Among the entries below, please show each line that carries the word "LedgerMetrics".
^^^^^^^^^^^^^^^^
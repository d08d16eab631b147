//! Wall-clock abstraction
//!
//! Everything that stamps or schedules ledger events reads time through
//! [`Clock`], so tests can pin "now" to a specific trading minute.

use chrono::{DateTime, Duration, Utc};
use parking_lot::Mutex;

/// Source of the current instant
pub trait Clock: Send + Sync {
    fn now(&self) -> DateTime<Utc>;
}

/// Real wall clock
#[derive(Debug, Clone, Copy, Default)]
pub struct SystemClock;

impl Clock for SystemClock {
    fn now(&self) -> DateTime<Utc> {
        Utc::now()
    }
}

/// A clock that only moves when told to
#[derive(Debug)]
pub struct FixedClock {
    now: Mutex<DateTime<Utc>>,
}

impl FixedClock {
    pub fn new(now: DateTime<Utc>) -> Self {
        Self { now: Mutex::new(now) }
    }

    pub fn set(&self, now: DateTime<Utc>) {
        *self.now.lock() = now;
    }

    pub fn advance(&self, by: Duration) {
        let mut now = self.now.lock();
        *now += by;
    }
}

impl Clock for FixedClock {
    fn now(&self) -> DateTime<Utc> {
        *self.now.lock()
    }
}
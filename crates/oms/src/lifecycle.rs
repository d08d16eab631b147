//! Order lifecycle: admission gate, session batches and cancellation
//!
//! Matching is strictly sequential. The admission gate and both batches
//! run under one async mutex, so a batch never overlaps another batch or
//! a submit-time match. Cancellation does not take the mutex; it relies on
//! the store's optimistic versions to lose or win a race cleanly.

use std::sync::Arc;
use std::time::Instant;

use chrono::{DateTime, Utc};
use common::{Clock, CustomerId, Trade, TradeAction, TradeId, TradeStatus};
use matching_engine::MatchingEngine;
use observability::LedgerMetrics;
use storage::{LedgerStore, StorageError, UnitOfWork};
use tokio::sync::Mutex;
use tracing::{debug, error, info, instrument, warn};

use crate::calendar::TradingCalendar;
use crate::error::{OmsError, Result};
use crate::types::{Admission, BatchKind, BatchReport};

/// Reload-and-retry attempts for a single status write that hits a
/// version conflict
const MAX_WRITE_ATTEMPTS: u32 = 3;

pub struct Lifecycle {
    store: Arc<dyn LedgerStore>,
    engine: MatchingEngine,
    calendar: TradingCalendar,
    clock: Arc<dyn Clock>,
    metrics: LedgerMetrics,
    gate: Mutex<()>,
}

impl Lifecycle {
    pub fn new(
        store: Arc<dyn LedgerStore>,
        engine: MatchingEngine,
        calendar: TradingCalendar,
        clock: Arc<dyn Clock>,
    ) -> Self {
        Self {
            store,
            engine,
            calendar,
            clock,
            metrics: LedgerMetrics::new(),
            gate: Mutex::new(()),
        }
    }

    pub fn calendar(&self) -> &TradingCalendar {
        &self.calendar
    }

    pub fn clock(&self) -> &Arc<dyn Clock> {
        &self.clock
    }

    /// Admission gate for a freshly stored order, evaluated at the
    /// current time.
    ///
    /// Inside the session the order is matched and marked processed,
    /// whether or not it filled. Outside the session it is left
    /// unprocessed for the next admission batch.
    pub async fn admit(&self, order: Trade) -> Result<Admission> {
        let _guard = self.gate.lock().await;
        let now = self.clock.now();
        self.admit_at(order, now).await
    }

    async fn admit_at(&self, order: Trade, at: DateTime<Utc>) -> Result<Admission> {
        if !self.calendar.is_open(at) {
            debug!(
                trade_id = %order.id,
                at = %self.calendar.local(at),
                "Outside the trading session, deferring"
            );
            self.metrics.record_orders("deferred", 1);
            return Ok(Admission::Deferred(order));
        }

        let result = self.engine.match_order(order).await?;
        let fills = result.fills.len();
        let order = self.mark_processed(result.order).await?;
        self.metrics.record_orders("admitted", 1);

        info!(
            trade_id = %order.id,
            fills,
            filled = order.filled_quantity,
            status = %order.status,
            "Order admitted"
        );
        Ok(Admission::Matched { order, fills })
    }

    async fn mark_processed(&self, mut order: Trade) -> Result<Trade> {
        for attempt in 1..=MAX_WRITE_ATTEMPTS {
            order.processed = true;
            match self.store.save_trade(order.clone()).await {
                Ok(saved) => return Ok(saved),
                Err(StorageError::Conflict(msg)) => {
                    warn!(trade_id = %order.id, attempt, %msg, "Conflict marking order processed");
                    order = self.load(order.id).await?;
                }
                Err(e) => return Err(e.into()),
            }
        }
        Err(StorageError::Conflict(format!(
            "trade {} kept changing while being marked processed",
            order.id
        ))
        .into())
    }

    /// Admission batch evaluated at the current time
    pub async fn run_admission_batch(&self) -> Result<BatchReport> {
        let now = self.clock.now();
        self.run_admission_batch_at(now).await
    }

    /// Match every unprocessed order in submission order, as of `at`.
    ///
    /// A failing order is logged, counted and left unprocessed for the
    /// next batch; the batch carries on with the following order.
    #[instrument(skip(self), fields(batch = "admission"))]
    pub async fn run_admission_batch_at(&self, at: DateTime<Utc>) -> Result<BatchReport> {
        let _guard = self.gate.lock().await;
        let started = Instant::now();
        let mut report = BatchReport::new(BatchKind::Admission);

        let mut pending = self.store.find_trades_by_processed(false).await?;
        pending.sort_by(|a, b| {
            a.submitted_at
                .cmp(&b.submitted_at)
                .then_with(|| a.id.cmp(&b.id))
        });
        info!(pending = pending.len(), "Running admission batch");

        for order in pending {
            report.examined += 1;
            if !order.status.is_live() {
                report.skipped += 1;
                continue;
            }
            let id = order.id;
            match self.admit_at(order, at).await {
                Ok(Admission::Matched { fills, .. }) => {
                    report.admitted += 1;
                    report.fills += fills;
                }
                Ok(Admission::Deferred(_)) => report.deferred += 1,
                Err(e) => {
                    report.failed += 1;
                    error!(trade_id = %id, error = %e, "Admission failed, order kept for the next batch");
                }
            }
        }

        self.finish(&report, started);
        Ok(report)
    }

    /// Expire every live order except liquidity-provider orders,
    /// releasing what each one still holds.
    ///
    /// Running it again finds nothing left to expire.
    #[instrument(skip(self), fields(batch = "expiry"))]
    pub async fn run_expiry_batch(&self) -> Result<BatchReport> {
        let _guard = self.gate.lock().await;
        let started = Instant::now();
        let mut report = BatchReport::new(BatchKind::Expiry);

        let live = self.store.find_trades_by_status(&TradeStatus::LIVE).await?;
        info!(live = live.len(), "Running expiry batch");

        for order in live {
            report.examined += 1;
            if order.is_liquidity_provider() {
                report.skipped += 1;
                continue;
            }
            match self.release(order.id, TradeStatus::Expired).await {
                Ok(Some(expired)) => {
                    report.expired += 1;
                    debug!(trade_id = %expired.id, action = %expired.action, "Order expired");
                }
                Ok(None) => report.skipped += 1,
                Err(e) => {
                    report.failed += 1;
                    error!(trade_id = %order.id, error = %e, "Expiry failed, order left live");
                }
            }
        }

        self.metrics.record_orders("expired", report.expired as u64);
        self.finish(&report, started);
        Ok(report)
    }

    /// Cancel a live order on behalf of the customer who placed it
    pub async fn cancel(&self, id: TradeId, customer_id: CustomerId) -> Result<Trade> {
        let order = self.load(id).await?;
        if order.customer_id != customer_id {
            return Err(OmsError::NotOwner(id));
        }
        if order.status.is_terminal() {
            return Err(OmsError::NotCancellable(format!("trade {} is {}", id, order.status)));
        }

        let cancelled = self
            .release(id, TradeStatus::Cancelled)
            .await?
            .ok_or_else(|| OmsError::NotCancellable(format!("trade {} finished meanwhile", id)))?;

        self.metrics.record_orders("cancelled", 1);
        info!(trade_id = %id, customer_id = %customer_id, "Order cancelled");
        Ok(cancelled)
    }

    /// Move a live order to `status` and hand back what it reserved: a buy
    /// resets the account's available balance to its balance, a sell
    /// returns its unfilled quantity to the asset.
    ///
    /// Returns `None` when the order is already terminal.
    async fn release(&self, id: TradeId, status: TradeStatus) -> Result<Option<Trade>> {
        for attempt in 1..=MAX_WRITE_ATTEMPTS {
            let mut order = self.load(id).await?;
            if order.status.is_terminal() {
                return Ok(None);
            }

            let work = match order.action {
                TradeAction::Buy => {
                    let mut account = self
                        .store
                        .get_account(order.account_id)
                        .await?
                        .ok_or_else(|| {
                            OmsError::NotFound(format!("account {}", order.account_id))
                        })?;
                    account.available_balance = account.balance;
                    UnitOfWork::new().account(account)
                }
                TradeAction::Sell => {
                    let mut asset = self
                        .store
                        .get_asset(order.customer_id, &order.symbol)
                        .await?
                        .ok_or_else(|| {
                            OmsError::NotFound(format!(
                                "asset {} of customer {}",
                                order.symbol, order.customer_id
                            ))
                        })?;
                    asset.available_quantity = asset
                        .available_quantity
                        .saturating_add(order.remaining_quantity())
                        .min(asset.quantity);
                    UnitOfWork::new().asset(asset)
                }
            };

            order.status = status;
            match self.store.commit(work.trade(order)).await {
                Ok(committed) => return Ok(committed.find_trade(id).cloned()),
                Err(StorageError::Conflict(msg)) => {
                    warn!(trade_id = %id, attempt, %msg, "Conflict releasing order, retrying");
                }
                Err(e) => return Err(e.into()),
            }
        }
        Err(StorageError::Conflict(format!("trade {} kept changing while being released", id)).into())
    }

    async fn load(&self, id: TradeId) -> Result<Trade> {
        self.store
            .get_trade(id)
            .await?
            .ok_or_else(|| OmsError::NotFound(format!("trade {}", id)))
    }

    fn finish(&self, report: &BatchReport, started: Instant) {
        self.metrics.record_batch(
            report.batch.as_str(),
            started.elapsed(),
            report.examined,
            report.failed,
        );
        info!(%report, elapsed_ms = started.elapsed().as_millis() as u64, "Batch finished");
    }
}
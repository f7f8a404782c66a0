use crate::{
    AppState,
    auth::AuthUser,
    error::ApiError,
    models::{
        AdminDashboardStats, ContactMessage, ContactRequest, PresignedUrlRequest,
        PresignedUrlResponse, SiteConfig, UpdateSiteConfigRequest,
    },
    policy::{self, Capability},
};
use axum::{
    Json,
    extract::{Path, State},
    http::StatusCode,
};
use uuid::Uuid;

/// The fixed category vocabulary offered to submitters and readers.
const CATEGORIES: [&str; 7] = [
    "National",
    "International",
    "Business",
    "Sports",
    "Entertainment",
    "Technology",
    "General",
];

/// get_categories
///
/// [Public Route] The category list used by submission forms and the
/// category navigation.
#[utoipa::path(
    get,
    path = "/categories",
    responses((status = 200, description = "Categories", body = [String]))
)]
pub async fn get_categories() -> Json<Vec<&'static str>> {
    Json(CATEGORIES.to_vec())
}

/// get_presigned_url
///
/// [Authenticated Route] Generates a short-lived URL for a direct
/// client-to-bucket upload. The object key is UUID-derived so callers
/// cannot influence where the file lands beyond its extension.
#[utoipa::path(
    post,
    path = "/upload/presigned",
    request_body = PresignedUrlRequest,
    responses(
        (status = 200, description = "URL", body = PresignedUrlResponse),
        (status = 500, description = "Storage failure")
    )
)]
pub async fn get_presigned_url(
    _auth: AuthUser,
    State(state): State<AppState>,
    Json(payload): Json<PresignedUrlRequest>,
) -> Result<Json<PresignedUrlResponse>, ApiError> {
    let extension = std::path::Path::new(&payload.filename)
        .extension()
        .and_then(std::ffi::OsStr::to_str)
        .unwrap_or("bin");
    let object_key = format!("uploads/{}.{}", Uuid::new_v4(), extension);

    let upload_url = state
        .storage
        .presigned_upload_url(&object_key, &payload.file_type)
        .await
        .map_err(|e| ApiError::internal(e.to_string()))?;

    Ok(Json(PresignedUrlResponse {
        upload_url,
        resource_key: object_key,
    }))
}

/// submit_contact_message
///
/// [Public Route] The contact form; all fields are required.
#[utoipa::path(
    post,
    path = "/contact",
    request_body = ContactRequest,
    responses(
        (status = 201, description = "Message received", body = ContactMessage),
        (status = 400, description = "Missing fields")
    )
)]
pub async fn submit_contact_message(
    State(state): State<AppState>,
    Json(payload): Json<ContactRequest>,
) -> Result<(StatusCode, Json<ContactMessage>), ApiError> {
    if payload.name.trim().is_empty()
        || payload.email.trim().is_empty()
        || payload.message.trim().is_empty()
    {
        return Err(ApiError::validation("All fields are required."));
    }

    let message = state
        .repo
        .create_message(payload)
        .await
        .ok_or_else(|| ApiError::internal("Failed to store message"))?;

    Ok((StatusCode::CREATED, Json(message)))
}

/// list_contact_messages
///
/// [Admin Route] The contact inbox, newest first.
#[utoipa::path(
    get,
    path = "/admin/messages",
    responses((status = 200, description = "Messages", body = [ContactMessage]))
)]
pub async fn list_contact_messages(
    auth: AuthUser,
    State(state): State<AppState>,
) -> Result<Json<Vec<ContactMessage>>, ApiError> {
    policy::require(&auth, Capability::Admin)?;
    Ok(Json(state.repo.list_messages().await))
}

/// delete_contact_message
///
/// [Admin Route] Removes a message from the inbox.
#[utoipa::path(
    delete,
    path = "/admin/messages/{id}",
    params(("id" = Uuid, Path, description = "Message ID")),
    responses(
        (status = 204, description = "Deleted"),
        (status = 404, description = "Message not found")
    )
)]
pub async fn delete_contact_message(
    auth: AuthUser,
    State(state): State<AppState>,
    Path(id): Path<Uuid>,
) -> Result<StatusCode, ApiError> {
    policy::require(&auth, Capability::Admin)?;

    if state.repo.delete_message(id).await {
        Ok(StatusCode::NO_CONTENT)
    } else {
        Err(ApiError::not_found("Message not found."))
    }
}

/// get_site_config
///
/// [Public Route] The landing-page hero configuration; created with
/// defaults on first read.
#[utoipa::path(
    get,
    path = "/site-config",
    responses((status = 200, description = "Site config", body = SiteConfig))
)]
pub async fn get_site_config(State(state): State<AppState>) -> Json<SiteConfig> {
    Json(state.repo.get_site_config().await)
}

/// update_site_config
///
/// [Admin Route] Partial update of the hero section; a new hero image is
/// referenced by the object key from the presigned upload flow.
#[utoipa::path(
    put,
    path = "/admin/site-config",
    request_body = UpdateSiteConfigRequest,
    responses((status = 200, description = "Updated", body = SiteConfig))
)]
pub async fn update_site_config(
    auth: AuthUser,
    State(state): State<AppState>,
    Json(payload): Json<UpdateSiteConfigRequest>,
) -> Result<Json<SiteConfig>, ApiError> {
    policy::require(&auth, Capability::Admin)?;
    Ok(Json(state.repo.update_site_config(payload).await))
}

/// get_admin_stats
///
/// [Admin Route] Dashboard counters, including the moderation backlog.
#[utoipa::path(
    get,
    path = "/admin/stats",
    responses((status = 200, description = "Stats", body = AdminDashboardStats))
)]
pub async fn get_admin_stats(
    auth: AuthUser,
    State(state): State<AppState>,
) -> Result<Json<AdminDashboardStats>, ApiError> {
    policy::require(&auth, Capability::Admin)?;
    Ok(Json(state.repo.get_stats().await))
}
^^^^^^^^^^^^^^^^
RESPONSE
use observability::LedgerMetrics;
    metrics: LedgerMetrics,
            metrics: LedgerMetrics::new(),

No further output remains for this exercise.